====== GIVEN RECORDS
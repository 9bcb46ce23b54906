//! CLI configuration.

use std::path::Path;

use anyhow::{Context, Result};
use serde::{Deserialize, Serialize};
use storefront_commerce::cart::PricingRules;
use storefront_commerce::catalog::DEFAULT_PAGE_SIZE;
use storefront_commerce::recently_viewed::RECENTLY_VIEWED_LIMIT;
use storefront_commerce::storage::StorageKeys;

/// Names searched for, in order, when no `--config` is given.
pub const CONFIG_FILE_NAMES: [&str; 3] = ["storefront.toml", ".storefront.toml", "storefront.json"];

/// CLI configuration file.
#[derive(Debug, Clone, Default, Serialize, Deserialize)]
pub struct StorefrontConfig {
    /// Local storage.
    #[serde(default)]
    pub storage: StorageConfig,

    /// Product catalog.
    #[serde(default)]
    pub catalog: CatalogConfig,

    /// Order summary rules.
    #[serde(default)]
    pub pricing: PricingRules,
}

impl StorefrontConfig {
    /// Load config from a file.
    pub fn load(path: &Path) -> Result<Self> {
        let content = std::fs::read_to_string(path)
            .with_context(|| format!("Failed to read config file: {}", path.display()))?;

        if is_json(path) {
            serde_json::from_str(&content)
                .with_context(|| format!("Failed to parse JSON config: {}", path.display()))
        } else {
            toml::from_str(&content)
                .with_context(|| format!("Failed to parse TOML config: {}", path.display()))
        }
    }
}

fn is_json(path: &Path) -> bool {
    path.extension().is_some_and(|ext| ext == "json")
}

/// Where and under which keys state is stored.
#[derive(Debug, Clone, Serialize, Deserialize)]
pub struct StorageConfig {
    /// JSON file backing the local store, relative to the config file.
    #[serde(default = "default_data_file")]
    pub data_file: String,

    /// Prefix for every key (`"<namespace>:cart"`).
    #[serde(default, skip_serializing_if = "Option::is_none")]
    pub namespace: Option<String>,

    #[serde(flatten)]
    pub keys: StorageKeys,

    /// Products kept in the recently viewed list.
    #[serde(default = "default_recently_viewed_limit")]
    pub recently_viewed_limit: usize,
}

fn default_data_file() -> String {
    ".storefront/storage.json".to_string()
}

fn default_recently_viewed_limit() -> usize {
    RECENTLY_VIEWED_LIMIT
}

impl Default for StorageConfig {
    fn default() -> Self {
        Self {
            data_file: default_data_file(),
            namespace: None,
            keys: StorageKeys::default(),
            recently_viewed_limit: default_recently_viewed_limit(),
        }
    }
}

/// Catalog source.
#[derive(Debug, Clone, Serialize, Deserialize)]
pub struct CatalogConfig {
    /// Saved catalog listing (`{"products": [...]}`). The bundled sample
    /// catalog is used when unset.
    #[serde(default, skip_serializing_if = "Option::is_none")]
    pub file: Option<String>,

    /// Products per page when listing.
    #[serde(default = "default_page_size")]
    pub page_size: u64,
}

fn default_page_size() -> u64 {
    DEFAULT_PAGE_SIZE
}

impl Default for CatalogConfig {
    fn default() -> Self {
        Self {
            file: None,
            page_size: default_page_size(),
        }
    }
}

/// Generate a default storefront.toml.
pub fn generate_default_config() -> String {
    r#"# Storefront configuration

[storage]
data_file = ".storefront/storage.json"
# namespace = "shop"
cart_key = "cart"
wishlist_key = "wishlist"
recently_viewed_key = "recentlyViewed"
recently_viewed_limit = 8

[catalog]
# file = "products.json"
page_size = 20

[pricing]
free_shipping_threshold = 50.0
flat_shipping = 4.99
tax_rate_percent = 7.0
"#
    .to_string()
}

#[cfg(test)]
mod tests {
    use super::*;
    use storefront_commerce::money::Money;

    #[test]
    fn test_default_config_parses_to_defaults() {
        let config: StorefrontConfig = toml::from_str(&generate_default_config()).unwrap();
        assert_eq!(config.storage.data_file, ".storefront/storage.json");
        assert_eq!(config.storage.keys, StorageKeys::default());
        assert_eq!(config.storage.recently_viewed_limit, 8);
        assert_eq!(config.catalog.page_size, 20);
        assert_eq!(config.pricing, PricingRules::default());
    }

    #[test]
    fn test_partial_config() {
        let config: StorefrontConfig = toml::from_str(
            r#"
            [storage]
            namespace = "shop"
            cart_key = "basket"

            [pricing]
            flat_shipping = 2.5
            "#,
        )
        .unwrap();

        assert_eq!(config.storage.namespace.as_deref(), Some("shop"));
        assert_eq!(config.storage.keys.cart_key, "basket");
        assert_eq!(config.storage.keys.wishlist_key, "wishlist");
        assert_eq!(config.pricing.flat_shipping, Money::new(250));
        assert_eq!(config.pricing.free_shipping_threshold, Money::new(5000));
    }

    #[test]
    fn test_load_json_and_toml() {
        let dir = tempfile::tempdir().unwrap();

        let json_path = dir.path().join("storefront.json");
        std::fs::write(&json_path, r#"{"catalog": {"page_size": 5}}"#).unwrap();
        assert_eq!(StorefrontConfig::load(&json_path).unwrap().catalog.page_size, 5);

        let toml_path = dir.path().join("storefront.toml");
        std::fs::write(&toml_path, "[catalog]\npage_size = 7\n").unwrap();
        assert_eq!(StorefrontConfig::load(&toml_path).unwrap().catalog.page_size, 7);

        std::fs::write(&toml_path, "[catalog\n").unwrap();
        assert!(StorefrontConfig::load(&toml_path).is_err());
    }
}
============
■ TASK ITEM
Please output the complete listing without any alteration.

■ OUTPUT BELOW
repository 9bcb46ce23b54906
//! CLI configuration.

use std::path::Path;

use anyhow::{Context, Result};
use serde::{Deserialize, Serialize};
use storefront_commerce::cart::PricingRules;
use storefront_commerce::catalog::DEFAULT_PAGE_SIZE;
use storefront_commerce::recently_viewed::RECENTLY_VIEWED_LIMIT;
use storefront_commerce::storage::StorageKeys;

/// Names searched for, in order, when no `--config` is given.
pub const CONFIG_FILE_NAMES: [&str; 3] = ["storefront.toml", ".storefront.toml", "storefront.json"];

/// CLI configuration file.
#[derive(Debug, Clone, Default, Serialize, Deserialize)]
pub struct StorefrontConfig {
    /// Local storage.
    #[serde(default)]
    pub storage: StorageConfig,

    /// Product catalog.
    #[serde(default)]
    pub catalog: CatalogConfig,

    /// Order summary rules.
    #[serde(default)]
    pub pricing: PricingRules,
}

impl StorefrontConfig {
    /// Load config from a file.
    pub fn load(path: &Path) -> Result<Self> {
        let content = std::fs::read_to_string(path)
            .with_context(|| format!("Failed to read config file: {}", path.display()))?;

        if is_json(path) {
            serde_json::from_str(&content)
                .with_context(|| format!("Failed to parse JSON config: {}", path.display()))
        } else {
            toml::from_str(&content)
                .with_context(|| format!("Failed to parse TOML config: {}", path.display()))
        }
    }
}

fn is_json(path: &Path) -> bool {
    path.extension().is_some_and(|ext| ext == "json")
}

/// Where and under which keys state is stored.
#[derive(Debug, Clone, Serialize, Deserialize)]
pub struct StorageConfig {
    /// JSON file backing the local store, relative to the config file.
    #[serde(default = "default_data_file")]
    pub data_file: String,

    /// Prefix for every key (`"<namespace>:cart"`).
    #[serde(default, skip_serializing_if = "Option::is_none")]
    pub namespace: Option<String>,

    #[serde(flatten)]
    pub keys: StorageKeys,

    /// Products kept in the recently viewed list.
    #[serde(default = "default_recently_viewed_limit")]
    pub recently_viewed_limit: usize,
}

fn default_data_file() -> String {
    ".storefront/storage.json".to_string()
}

fn default_recently_viewed_limit() -> usize {
    RECENTLY_VIEWED_LIMIT
}

impl Default for StorageConfig {
    fn default() -> Self {
        Self {
            data_file: default_data_file(),
            namespace: None,
            keys: StorageKeys::default(),
            recently_viewed_limit: default_recently_viewed_limit(),
        }
    }
}

/// Catalog source.
#[derive(Debug, Clone, Serialize, Deserialize)]
pub struct CatalogConfig {
    /// Saved catalog listing (`{"products": [...]}`). The bundled sample
    /// catalog is used when unset.
    #[serde(default, skip_serializing_if = "Option::is_none")]
    pub file: Option<String>,

    /// Products per page when listing.
    #[serde(default = "default_page_size")]
    pub page_size: u64,
}

fn default_page_size() -> u64 {
    DEFAULT_PAGE_SIZE
}

impl Default for CatalogConfig {
    fn default() -> Self {
        Self {
            file: None,
            page_size: default_page_size(),
        }
    }
}

/// Generate a default storefront.toml.
pub fn generate_default_config() -> String {
    r#"# Storefront configuration

[storage]
data_file = ".storefront/storage.json"
# namespace = "shop"
cart_key = "cart"
wishlist_key = "wishlist"
recently_viewed_key = "recentlyViewed"
recently_viewed_limit = 8

[catalog]
# file = "products.json"
page_size = 20

[pricing]
free_shipping_threshold = 50.0
flat_shipping = 4.99
tax_rate_percent = 7.0
"#
    .to_string()
}

#[cfg(test)]
mod tests {
    use super::*;
    use storefront_commerce::money::Money;

    #[test]
    fn test_default_config_parses_to_defaults() {
        let config: StorefrontConfig = toml::from_str(&generate_default_config()).unwrap();
        assert_eq!(config.storage.data_file, ".storefront/storage.json");
        assert_eq!(config.storage.keys, StorageKeys::default());
        assert_eq!(config.storage.recently_viewed_limit, 8);
        assert_eq!(config.catalog.page_size, 20);
        assert_eq!(config.pricing, PricingRules::default());
    }

    #[test]
    fn test_partial_config() {
        let config: StorefrontConfig = toml::from_str(
            r#"
            [storage]
            namespace = "shop"
            cart_key = "basket"

            [pricing]
            flat_shipping = 2.5
            "#,
        )
        .unwrap();

        assert_eq!(config.storage.namespace.as_deref(), Some("shop"));
        assert_eq!(config.storage.keys.cart_key, "basket");
        assert_eq!(config.storage.keys.wishlist_key, "wishlist");
        assert_eq!(config.pricing.flat_shipping, Money::new(250));
        assert_eq!(config.pricing.free_shipping_threshold, Money::new(5000));
    }

    #[test]
    fn test_load_json_and_toml() {
        let dir = tempfile::tempdir().unwrap();

        let json_path = dir.path().join("storefront.json");
        std::fs::write(&json_path, r#"{"catalog": {"page_size": 5}}"#).unwrap();
        assert_eq!(StorefrontConfig::load(&json_path).unwrap().catalog.page_size, 5);

        let toml_path = dir.path().join("storefront.toml");
        std::fs::write(&toml_path, "[catalog]\npage_size = 7\n").unwrap();
        assert_eq!(StorefrontConfig::load(&toml_path).unwrap().catalog.page_size, 7);

        std::fs::write(&toml_path, "[catalog\n").unwrap();
        assert!(StorefrontConfig::load(&toml_path).is_err());
    }
}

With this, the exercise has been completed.